Task requirements -
The lines to repeat are those below from the one containing "Local SQLite database" down to the one containing "let config = serde_json::from_str(&content)", both included; reproduce them exactly and nothing else.

Supplied records -

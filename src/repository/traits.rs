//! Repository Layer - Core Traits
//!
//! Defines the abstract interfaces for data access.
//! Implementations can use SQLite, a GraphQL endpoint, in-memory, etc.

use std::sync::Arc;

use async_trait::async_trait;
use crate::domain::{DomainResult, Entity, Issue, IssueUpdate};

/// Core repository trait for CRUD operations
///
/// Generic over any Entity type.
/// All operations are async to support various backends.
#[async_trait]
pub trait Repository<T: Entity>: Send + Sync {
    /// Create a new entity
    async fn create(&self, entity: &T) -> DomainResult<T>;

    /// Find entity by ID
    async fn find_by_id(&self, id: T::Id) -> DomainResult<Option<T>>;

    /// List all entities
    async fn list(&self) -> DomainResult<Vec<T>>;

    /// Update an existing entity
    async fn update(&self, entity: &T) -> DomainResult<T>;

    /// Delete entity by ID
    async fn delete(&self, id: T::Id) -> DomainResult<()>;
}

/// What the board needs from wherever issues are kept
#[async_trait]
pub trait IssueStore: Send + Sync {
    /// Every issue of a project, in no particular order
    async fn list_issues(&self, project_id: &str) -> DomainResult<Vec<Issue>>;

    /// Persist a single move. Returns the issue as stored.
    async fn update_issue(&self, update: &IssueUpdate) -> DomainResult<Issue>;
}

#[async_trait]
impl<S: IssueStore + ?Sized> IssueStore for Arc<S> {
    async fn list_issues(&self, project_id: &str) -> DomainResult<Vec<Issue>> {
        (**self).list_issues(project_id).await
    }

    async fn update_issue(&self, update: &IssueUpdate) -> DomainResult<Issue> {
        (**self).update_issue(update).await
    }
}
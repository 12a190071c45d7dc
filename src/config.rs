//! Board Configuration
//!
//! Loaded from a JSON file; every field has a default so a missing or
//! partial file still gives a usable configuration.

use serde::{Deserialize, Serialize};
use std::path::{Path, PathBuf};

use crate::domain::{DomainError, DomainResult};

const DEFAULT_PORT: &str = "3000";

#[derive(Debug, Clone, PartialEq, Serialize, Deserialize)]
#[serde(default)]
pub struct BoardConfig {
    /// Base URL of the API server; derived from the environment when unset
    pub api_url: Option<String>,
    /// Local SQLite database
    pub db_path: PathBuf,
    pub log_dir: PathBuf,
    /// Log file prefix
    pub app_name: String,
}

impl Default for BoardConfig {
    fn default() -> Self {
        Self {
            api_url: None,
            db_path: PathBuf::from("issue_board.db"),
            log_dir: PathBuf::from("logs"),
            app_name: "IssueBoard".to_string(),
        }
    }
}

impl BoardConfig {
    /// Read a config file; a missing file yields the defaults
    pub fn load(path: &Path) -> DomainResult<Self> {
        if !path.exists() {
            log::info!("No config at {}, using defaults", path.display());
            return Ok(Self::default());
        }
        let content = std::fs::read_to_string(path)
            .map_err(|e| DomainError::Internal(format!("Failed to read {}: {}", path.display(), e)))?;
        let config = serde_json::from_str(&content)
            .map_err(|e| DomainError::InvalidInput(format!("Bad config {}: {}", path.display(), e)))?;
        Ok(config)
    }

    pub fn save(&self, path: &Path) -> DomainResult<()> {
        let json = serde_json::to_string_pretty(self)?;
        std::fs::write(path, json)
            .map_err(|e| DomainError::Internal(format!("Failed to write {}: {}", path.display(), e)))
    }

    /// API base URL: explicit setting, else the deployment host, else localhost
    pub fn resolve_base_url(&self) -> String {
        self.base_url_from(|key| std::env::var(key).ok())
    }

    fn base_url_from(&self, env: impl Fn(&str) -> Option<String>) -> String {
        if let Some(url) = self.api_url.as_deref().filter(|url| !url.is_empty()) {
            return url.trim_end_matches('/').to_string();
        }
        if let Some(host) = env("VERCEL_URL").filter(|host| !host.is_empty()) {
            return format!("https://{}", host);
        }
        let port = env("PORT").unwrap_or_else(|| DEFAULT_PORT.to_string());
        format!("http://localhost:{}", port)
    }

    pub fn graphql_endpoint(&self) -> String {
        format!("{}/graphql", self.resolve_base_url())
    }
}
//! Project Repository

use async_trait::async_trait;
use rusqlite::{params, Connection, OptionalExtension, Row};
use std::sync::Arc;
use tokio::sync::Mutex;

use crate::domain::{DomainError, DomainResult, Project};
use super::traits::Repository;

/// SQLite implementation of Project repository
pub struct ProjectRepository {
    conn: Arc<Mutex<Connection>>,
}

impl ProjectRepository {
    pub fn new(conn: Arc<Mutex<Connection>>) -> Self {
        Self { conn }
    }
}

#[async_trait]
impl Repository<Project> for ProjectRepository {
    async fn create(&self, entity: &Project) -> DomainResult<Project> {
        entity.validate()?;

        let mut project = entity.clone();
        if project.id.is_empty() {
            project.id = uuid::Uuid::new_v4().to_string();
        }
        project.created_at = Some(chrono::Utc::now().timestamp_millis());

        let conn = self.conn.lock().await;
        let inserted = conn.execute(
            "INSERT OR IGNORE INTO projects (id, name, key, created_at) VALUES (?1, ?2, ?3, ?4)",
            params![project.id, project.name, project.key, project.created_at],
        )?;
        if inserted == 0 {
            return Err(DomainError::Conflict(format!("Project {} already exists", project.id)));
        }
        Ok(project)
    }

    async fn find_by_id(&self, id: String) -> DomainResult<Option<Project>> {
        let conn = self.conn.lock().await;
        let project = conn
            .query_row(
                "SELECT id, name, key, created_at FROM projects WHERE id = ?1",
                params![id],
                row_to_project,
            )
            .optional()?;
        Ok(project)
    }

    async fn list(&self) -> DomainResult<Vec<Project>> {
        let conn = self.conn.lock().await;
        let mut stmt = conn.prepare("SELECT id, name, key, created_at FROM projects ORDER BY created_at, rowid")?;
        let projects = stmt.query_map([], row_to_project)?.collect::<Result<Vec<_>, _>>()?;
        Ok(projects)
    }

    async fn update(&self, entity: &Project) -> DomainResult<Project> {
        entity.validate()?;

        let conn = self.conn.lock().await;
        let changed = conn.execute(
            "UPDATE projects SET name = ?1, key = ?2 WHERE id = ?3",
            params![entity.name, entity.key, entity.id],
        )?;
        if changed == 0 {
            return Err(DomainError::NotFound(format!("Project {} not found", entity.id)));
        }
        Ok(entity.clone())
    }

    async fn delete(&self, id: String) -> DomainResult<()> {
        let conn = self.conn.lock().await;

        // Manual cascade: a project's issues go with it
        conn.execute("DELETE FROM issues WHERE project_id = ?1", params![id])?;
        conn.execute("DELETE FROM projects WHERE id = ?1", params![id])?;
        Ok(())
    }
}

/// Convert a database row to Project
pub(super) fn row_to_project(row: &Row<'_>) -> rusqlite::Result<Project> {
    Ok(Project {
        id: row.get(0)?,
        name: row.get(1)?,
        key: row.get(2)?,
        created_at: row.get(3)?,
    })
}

Written reply -
    /// Local SQLite database
    pub db_path: PathBuf,
    pub log_dir: PathBuf,
    /// Log file prefix
    pub app_name: String,
}

impl Default for BoardConfig {
    fn default() -> Self {
        Self {
            api_url: None,
            db_path: PathBuf::from("issue_board.db"),
            log_dir: PathBuf::from("logs"),
            app_name: "IssueBoard".to_string(),
        }
    }
}

impl BoardConfig {
    /// Read a config file; a missing file yields the defaults
    pub fn load(path: &Path) -> DomainResult<Self> {
        if !path.exists() {
            log::info!("No config at {}, using defaults", path.display());
            return Ok(Self::default());
        }
        let content = std::fs::read_to_string(path)
            .map_err(|e| DomainError::Internal(format!("Failed to read {}: {}", path.display(), e)))?;
        let config = serde_json::from_str(&content)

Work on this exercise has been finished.